We ship small orders via UPS. We use a host of LTL carriers offering the best rates to locations across the country. We also use FTL carriers for large orders to all parts of the country. We offer prepaid and add shipping terms, as well as shipping using customer assigned carriers with collect or 3rd party billing. Export shipping is also available. Check with your Plastilite rep for more information.

How do I handle damaged products on shipments from Plastilite?

Contact Plastilite immediately upon receiving damaged shipments of our product so that we can process claims with the freight carriers. Please supply photos, delivery receipts and details on the number of damaged products for claim processing. Damage must be noted on the fright carriers delivery receipt or BOL in order for us to process claims.

What payment methods does Plastilite accept?

We offer NET 30 terms upon credit approval. We accept VISA and Master Card payments and will accept bank transfers if required.

Can I return unneeded product to Plastilite?

Plastilite accepts returns on a case-by-case basis. Return freight must be handled and paid by the customer. Generally, a 10% restocking fee will apply. Contact your Plastilite rep to discuss the details of your potential return shipment. Plastilite retains the right to refuse return shipments and credits at our discretion.

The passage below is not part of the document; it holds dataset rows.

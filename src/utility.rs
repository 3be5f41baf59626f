use std::time::{Duration, Instant};

use indicatif::{ProgressBar, ProgressIterator, ProgressStyle};
use rand::Rng;
use tracing_subscriber::{fmt, prelude::*, EnvFilter};

use crate::{
    error::Result,
    graphs::{
        adjacency_graph::AdjacencyGraph, graph_functions::validate_path, Graph, VertexId, Weight,
        INFINITY,
    },
    queue::{binary_min_heap::BinaryMinHeap, DijkstraQueueElement, QueueKind},
    search::{
        dijkstra::{shortest_path, single_source},
        path::{ShortestPathRequest, ShortestPathTestCase},
    },
};

pub fn get_progressbar_long_jobs(job_name: &str, len: u64) -> ProgressBar {
    let bar = ProgressBar::new(len);
    bar.set_message(job_name.to_string());
    bar.set_style(
        ProgressStyle::with_template(" {msg} {wide_bar} estimated remaining: {eta_precise}")
            .unwrap_or_else(|_| ProgressStyle::default_bar()),
    );
    bar
}

pub fn get_progressspinner(job_name: &str) -> ProgressBar {
    let spinner = ProgressBar::new_spinner();
    spinner.set_message(job_name.to_string());
    spinner
}

/// Installs a stderr subscriber. `RUST_LOG` or `GRAPH_SEARCH_LOG` override the
/// level chosen by `verbose`.
pub fn init_tracing(verbose: bool) -> std::result::Result<(), Box<dyn std::error::Error>> {
    let level = if verbose {
        "graph_search=debug"
    } else {
        "graph_search=warn"
    };

    let filter = EnvFilter::try_from_default_env()
        .or_else(|_| EnvFilter::try_from_env("GRAPH_SEARCH_LOG"))
        .unwrap_or_else(|_| EnvFilter::new(level));

    tracing_subscriber::registry()
        .with(filter)
        .with(
            fmt::layer()
                .compact()
                .with_target(false)
                .with_writer(std::io::stderr)
                .with_ansi(false),
        )
        .try_init()?;

    Ok(())
}

/// Undirected graph with `number_of_edges` random edges. Self loops are
/// allowed, weights are drawn from `0..=max_weight`.
pub fn random_graph<R: Rng>(
    number_of_vertices: u32,
    number_of_edges: u32,
    max_weight: Weight,
    rng: &mut R,
) -> Result<AdjacencyGraph> {
    let mut graph = AdjacencyGraph::new(number_of_vertices);
    if number_of_vertices == 0 {
        return Ok(graph);
    }

    for _ in 0..number_of_edges {
        let tail = rng.gen_range(0..number_of_vertices);
        let head = rng.gen_range(0..number_of_vertices);
        let weight = rng.gen_range(0..=max_weight.max(0));
        graph.add_edge(tail, head, weight)?;
    }

    Ok(graph)
}

pub fn random_requests<R: Rng>(
    graph: &dyn Graph,
    number_of_requests: u32,
    rng: &mut R,
) -> Vec<ShortestPathRequest> {
    let number_of_vertices = graph.number_of_vertices();
    if number_of_vertices == 0 {
        return Vec::new();
    }

    (0..number_of_requests)
        .map(|_| {
            ShortestPathRequest::new(
                rng.gen_range(0..number_of_vertices),
                rng.gen_range(0..number_of_vertices),
            )
        })
        .collect()
}

/// Pairs a random request with its distance computed by a full search.
pub fn gen_tests_cases<R: Rng>(
    graph: &dyn Graph,
    number_of_tests: u32,
    rng: &mut R,
) -> Result<Vec<ShortestPathTestCase>> {
    random_requests(graph, number_of_tests, rng)
        .into_iter()
        .progress_with(get_progressbar_long_jobs(
            "Generating test cases",
            number_of_tests as u64,
        ))
        .map(|request| -> Result<ShortestPathTestCase> {
            let mut queue = BinaryMinHeap::<DijkstraQueueElement>::new();
            let data = single_source(graph, request.source(), &mut queue)?;
            let distance = data
                .is_reachable(request.target())
                .then(|| data.get_distance(request.target()));
            Ok(ShortestPathTestCase { request, distance })
        })
        .collect()
}

/// Average duration of a full single source search per source.
pub fn benchmark(
    graph: &dyn Graph,
    sources: &[VertexId],
    queue_kind: QueueKind,
) -> Result<Duration> {
    let mut queue = queue_kind.build();
    let mut total = Duration::ZERO;
    let mut reached = 0usize;

    let bar = get_progressbar_long_jobs(
        &format!("Benchmarking {:?} queue", queue_kind),
        sources.len() as u64,
    );
    for &source in sources.iter().progress_with(bar) {
        let start = Instant::now();
        let data = single_source(graph, source, queue.as_mut())?;
        total += start.elapsed();
        reached += data
            .distances
            .iter()
            .filter(|&&distance| distance != INFINITY)
            .count();
    }

    tracing::debug!(?queue_kind, reached, "benchmark finished");
    Ok(average_duration(total, sources.len()))
}

/// Mean of `count` runs taking `total` together, zero if there were none.
pub fn average_duration(total: Duration, count: usize) -> Duration {
    if count == 0 {
        return Duration::ZERO;
    }
    total.div_f64(count as f64)
}

/// Runs a pair query for every test case and returns how many of them
/// produced an invalid path. Every failure is logged.
pub fn count_invalid_paths(graph: &dyn Graph, test_cases: &[ShortestPathTestCase]) -> Result<usize> {
    let mut invalid = 0;
    for test_case in test_cases {
        let path = shortest_path(graph, &test_case.request)?;
        if let Err(reason) = validate_path(graph, test_case, &path) {
            tracing::error!(?test_case, %reason, "invalid path");
            invalid += 1;
        }
    }
    Ok(invalid)
}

Does Plastilite offer samples?

Plastilite will supply samples of our products for customer testing and approval on a case by case basis. for adequately sized potential projects.

How do I receive MSDS/SDS sheets for Plastilite products?

You may download these documents by clicking on this link.

Does Plastilite offer customized products?

Yes, Plastilite offers custom products with minimum order runs. Custom items may include logos molded into stock cooler lids, custom molded foam coolers, logo coolant packs (gel and brick packs), special sized coolant packs (gel & brick packs) custom print corrugated outer boxes, and custom sized Thermalast bags. Call for details and minimums on each product.

How can I place an order with Plastilite?

We accept orders via phone, fax, email.

What are some tips for successful shipping of perishable materials?

Whether the product is a food, pharmaceutical, chemical, biological substance or even a live organism, a great number of factors need to be considered when developing a reliable shipping method, including:

  • The type of material being shipped
  • The thermal mass the product
  • Dead air pockets within a payload’s packaging
  • The product’s viable temperature range
  • Temperature state of product placed in container
  • Sensitivity to temperature incursions
  • Product value ratio to justifiable shipping costs
  • Tradeoffs between expedited and extended transit
  • Package weight vs. dimensional weight factors
  • Regional, domestic or international destination
  • Multiple-destination climate conditions
  • Seasonal or multi-season shipping protocols

Though perishable cargos and shipping requirements can vary greatly, there are often a number of commonalities within each product category. Through years of experience, our staff can generally offer advice on commonly successful packaging and shipping strategies to match nearly any situation. However, for highly sensitive and unusual products, or those with more stringent time and temperature requirements, our TESTING AND VALIDATION services may prove to be both necessary and invaluable.